Running test262 locally#

./build.pas loaderbare  # build the binary the runner needs
bun scripts/run_test262_suite.ts --filter "built-ins/Array/*" --output=results.json

The runner clones test262 into a tempdir on first use, or accepts an existing checkout via --suite-dir. See bun scripts/run_test262_suite.ts --help for the full flag set, including --categories, --max-tests, --mode={interpreted,bytecode}, --jobs, --timeout-ms, and --max-memory.

Coverage#

The GocciaTestRunner and GocciaScriptLoader support JavaScript source-level coverage reporting via the --coverage flag. Coverage tracks which lines and branches of JavaScript source code are executed at runtime.

Usage#

# Console summary (printed after test results)
./build/GocciaTestRunner tests --coverage

# lcov output (for Codecov, Coveralls, or genhtml)
./build/GocciaTestRunner tests --coverage --coverage-format=lcov --coverage-output=coverage.lcov

# JSON output (Istanbul-compatible)
./build/GocciaTestRunner tests --coverage --coverage-format=json --coverage-output=coverage.json

# GocciaScriptLoader also supports coverage
./build/GocciaScriptLoader example.js --coverage

What is Tracked#

Line coverage: Which source lines were executed and how many times. Instrumented in both the tree-walk interpreter (EvaluateStatement/EvaluateExpression) and the bytecode VM (main dispatch loop with line-change deduplication).

Branch coverage: Which branch arms were taken at:

  • if/else statements (branch 0 = consequent, branch 1 = alternate)
  • Ternary expressions (? :)
  • Short-circuit operators (&&, ||, ??)
  • switch statement case clauses

Output Formats#

FormatFlagDescription
Console--coverageSummary table printed to stdout after test results
lcov--coverage-format=lcov --coverage-output=<file>Standard lcov tracefile with DA: and BRDA: entries
JSON--coverage-format=json --coverage-output=<file>Istanbul-compatible JSON for tooling integration

JSX Source Map Integration#

When coverage is used with .jsx/.tsx files, the JSX transformer produces a source map that maps transformed (post-JSX) coordinates back to the original source. The coverage system integrates this source map so that lcov and JSON reports reference original JSX source positions, not transformed positions. This ensures downstream tools (Codecov, genhtml, Istanbul) display accurate line and branch locations.

The source map is registered with TGocciaCoverageTracker during file registration and applied at report generation time — the recording hot path is unaffected.

Architecture#

Coverage uses a runtime boolean check (CoverageEnabled on TGocciaEvaluationContext for the interpreter, FCoverageEnabled on TGocciaVM for bytecode). When --coverage is not passed, the boolean is False and branch prediction makes the check effectively free — no separate build is needed.

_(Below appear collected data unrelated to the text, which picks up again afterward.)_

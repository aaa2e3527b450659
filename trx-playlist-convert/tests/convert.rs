// Copyright (c) The trx-playlist Contributors
// SPDX-License-Identifier: MIT OR Apache-2.0

use camino::Utf8Path;
use goldenfile::Mint;
use pretty_assertions::assert_eq;
use std::io::Write;
use trx_playlist_convert::{
    convert::{ConvertOptions, Converter},
    errors::{ConvertError, ReadReportError, ResolveError},
    hierarchy::FailedTest,
    rules::{ProjectGrouping, TestProperties},
    serialize::SerializeOptions,
};
use trx_playlist_metadata::FailureListSummary;

static FIXTURES_DIR: &str = "tests/fixtures";

fn read_fixture(name: &str) -> String {
    let path = Utf8Path::new(FIXTURES_DIR).join(name);
    std::fs::read_to_string(&path).unwrap_or_else(|err| panic!("reading {path} failed: {err}"))
}

fn convert_fixture(name: &str, options: ConvertOptions) -> Vec<u8> {
    let input = read_fixture(name);
    let conversion = Converter::new(options)
        .convert(&input, Some(Utf8Path::new(FIXTURES_DIR).join(name).as_path()))
        .unwrap_or_else(|err| panic!("converting {name} failed: {err:?}"));
    assert_eq!(
        conversion.suggested_file_name(),
        name.replace(".trx", ".playlist"),
    );
    conversion.bytes().to_vec()
}

#[test]
fn fixtures() {
    let mut mint = Mint::new(FIXTURES_DIR);

    for (report, playlist, options) in [
        (
            "single-failure.trx",
            "single-failure.playlist",
            ConvertOptions::default(),
        ),
        (
            "mixed-order.trx",
            "mixed-order.playlist",
            ConvertOptions::default(),
        ),
        (
            "multi-project.trx",
            "multi-project-per-project.playlist",
            ConvertOptions {
                grouping: ProjectGrouping::PerProject,
                serialize: SerializeOptions {
                    indent: 4,
                    xml_declaration: false,
                },
            },
        ),
    ] {
        let bytes = convert_fixture(report, options);
        let mut f = mint
            .new_goldenfile(playlist)
            .expect("creating new goldenfile succeeds");
        f.write_all(&bytes).expect("writing playlist succeeds");
    }
}

#[test]
fn failures_in_outcome_order() {
    let input = read_fixture("mixed-order.trx");
    let conversion = Converter::default()
        .convert(&input, None)
        .expect("conversion succeeds");

    assert_eq!(conversion.outcome_count(), 5, "inner results are not counted");
    assert_eq!(conversion.suggested_file_name(), "output.playlist");

    let failed: Vec<_> = conversion
        .failed_tests()
        .iter()
        .map(|test| (test.execution_id(), test.display_name()))
        .collect();
    assert_eq!(
        failed,
        vec![
            ("exec-c", "Login_Locked"),
            ("exec-a", "AddItem"),
            ("exec-d", "ApplyCoupon <Generic>"),
        ]
    );

    for test in conversion.failed_tests() {
        assert!(
            conversion.tree().selects(&TestProperties::of(test)),
            "{} is selected",
            test.fully_qualified_name()
        );
    }
}

#[test]
fn first_test_grouping_leaves_other_projects_unplaced() {
    let input = read_fixture("multi-project.trx");
    let conversion = Converter::default()
        .convert(&input, None)
        .expect("conversion succeeds");

    let tree = conversion.tree();
    assert_eq!(tree.unplaced_test_count(), 1);
    let unselected: Vec<_> = conversion
        .failed_tests()
        .iter()
        .filter(|test| !tree.selects(&TestProperties::of(test)))
        .map(FailedTest::fully_qualified_name)
        .collect();
    assert_eq!(unselected, vec!["Billing.Tests.InvoiceTests.Totals"]);
}

#[test]
fn every_data_row_is_selected() {
    let input = read_fixture("data-rows.trx");
    let conversion = Converter::default()
        .convert(&input, None)
        .expect("conversion succeeds");

    let failed: Vec<_> = conversion
        .failed_tests()
        .iter()
        .map(|test| (test.fully_qualified_name(), test.display_name()))
        .collect();
    assert_eq!(
        failed,
        vec![
            ("Acme.Tests.Calc.Add", "Add (1,2)"),
            ("Acme.Tests.Calc.Add", "Add (3,4)"),
            ("Acme.Tests.Calc.Subtract", "Subtract"),
        ]
    );

    let tree = conversion.tree();
    let paths = tree.selection_paths();
    assert_eq!(paths.len(), conversion.failed_tests().len());
    for test in conversion.failed_tests() {
        assert!(
            tree.selects(&TestProperties::of(test)),
            "{} is selected",
            test.display_name()
        );
    }

    // The passing row shares the method but not the display name.
    let passing = TestProperties {
        project: "Acme.Tests",
        namespace: "Acme.Tests",
        class: "Calc",
        fully_qualified_name: "Acme.Tests.Calc.Add",
        display_name: "Add (5,6)",
    };
    assert!(!tree.selects(&passing));
}

#[test]
fn list_failures_summary() {
    let input = read_fixture("single-failure.trx");
    let summary = Converter::default()
        .list_failures(&input)
        .expect("listing succeeds");

    assert_eq!(summary.outcome_count, 2);
    assert_eq!(summary.failed_tests.len(), 1);
    assert_eq!(summary.failed_tests[0].display_name, "Login_InvalidPassword");

    // The summary is what `list-failures --message-format json` prints.
    let json = serde_json::to_string(&summary).expect("summary serializes");
    assert!(json.contains(
        r#""fully-qualified-name":"Acme.Tests.LoginScenario.Login_InvalidPassword""#
    ));
    assert_eq!(
        FailureListSummary::parse_json(json).expect("summary parses"),
        summary
    );
}

#[test]
fn duplicate_execution_ids_abort() {
    let input = read_fixture("single-failure.trx")
        .replace(r#"<Execution id="e2" />"#, r#"<Execution id="e1" />"#);
    let err = Converter::default()
        .convert(&input, None)
        .expect_err("e1 is ambiguous");
    assert!(
        matches!(
            &err,
            ConvertError::Resolve(ResolveError::UnresolvedExecution {
                execution_id,
                match_count: 2,
            }) if execution_id == "e1"
        ),
        "unexpected error: {err:?}"
    );
}

#[test]
fn truncated_report_is_malformed() {
    let input = read_fixture("single-failure.trx");
    let truncated = &input[..input.len() / 2];
    let err = Converter::default()
        .convert(truncated, None)
        .expect_err("truncated report is malformed");
    match err {
        ConvertError::ReadReport(ReadReportError::Malformed(error)) => {
            assert!(error.offset() <= truncated.len());
        }
        other => panic!("unexpected error: {other:?}"),
    }
}
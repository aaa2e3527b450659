// Copyright (c) The trx-playlist Contributors
// SPDX-License-Identifier: MIT OR Apache-2.0

//! Value enums for command-line options.

use crate::{ExpectedError, Result};
use clap::ValueEnum;
use serde::Serialize;
use std::io;
use trx_playlist_convert::{config::NoFailuresBehavior, rules::ProjectGrouping};

/// No failures behavior options.
#[derive(Clone, Copy, Debug, ValueEnum)]
pub(crate) enum NoFailuresBehaviorOpt {
    /// Silently exit with code 0.
    Pass,

    /// Produce a warning and exit with code 0.
    Warn,

    /// Produce an error message and exit with code 4.
    #[clap(alias = "error")]
    Fail,
}

impl From<NoFailuresBehaviorOpt> for NoFailuresBehavior {
    fn from(opt: NoFailuresBehaviorOpt) -> Self {
        match opt {
            NoFailuresBehaviorOpt::Pass => Self::Pass,
            NoFailuresBehaviorOpt::Warn => Self::Warn,
            NoFailuresBehaviorOpt::Fail => Self::Fail,
        }
    }
}

/// Project grouping options.
#[derive(Clone, Copy, Debug, ValueEnum)]
pub(crate) enum GroupingOpt {
    /// Place every failed test under the project and namespace of the first failed test.
    FirstTest,

    /// Group failed tests under their own project and namespace.
    PerProject,
}

impl From<GroupingOpt> for ProjectGrouping {
    fn from(opt: GroupingOpt) -> Self {
        match opt {
            GroupingOpt::FirstTest => Self::FirstTest,
            GroupingOpt::PerProject => Self::PerProject,
        }
    }
}

/// Message format options for `list-failures`.
#[derive(Copy, Clone, Debug, Default, ValueEnum)]
pub(crate) enum MessageFormatOpts {
    /// A human-readable output format.
    #[default]
    Human,

    /// JSON with no whitespace.
    Json,

    /// JSON, prettified.
    JsonPretty,
}

impl MessageFormatOpts {
    pub(crate) fn to_output_format(self, verbose: bool) -> OutputFormat {
        match self {
            Self::Human => OutputFormat::Human { verbose },
            Self::Json => OutputFormat::Serializable(SerializableFormat::Json),
            Self::JsonPretty => OutputFormat::Serializable(SerializableFormat::JsonPretty),
        }
    }
}

/// Output formats for the failure list.
#[derive(Clone, Copy, Debug, Eq, PartialEq)]
pub(crate) enum OutputFormat {
    /// A human-readable output format.
    Human {
        /// Whether to produce verbose output.
        verbose: bool,
    },

    /// Machine-readable output.
    Serializable(SerializableFormat),
}

/// A serialized, machine-readable output format.
#[derive(Clone, Copy, Debug, Eq, PartialEq)]
pub(crate) enum SerializableFormat {
    /// JSON with no whitespace.
    Json,

    /// JSON, prettified.
    JsonPretty,
}

impl SerializableFormat {
    /// Write this data in the given format to the writer.
    pub(crate) fn to_writer(self, value: &impl Serialize, writer: impl io::Write) -> Result<()> {
        match self {
            Self::Json => serde_json::to_writer(writer, value),
            Self::JsonPretty => serde_json::to_writer_pretty(writer, value),
        }
        .map_err(|err| ExpectedError::SerializeFailureListFailed { err })
    }
}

Data is collected by TGocciaCoverageTracker (Goccia.Coverage.pas), a per-thread tracker that follows the same Initialize/Shutdown pattern as TGarbageCollector and TGocciaCallStack. During parallel test runs each worker thread initializes its own thread-local instance; after all workers complete, TGocciaThreadPool.MergeCoverageInto merges their data into the main thread's tracker via TGocciaCoverageTracker.MergeFrom. Output formatting is in Goccia.Coverage.Report.pas. When a JSX source map is available for a file, BuildTranslatedLineHits translates transformed line hits back to original coordinates, and branch positions are translated via TGocciaSourceMap.Translate during report emission.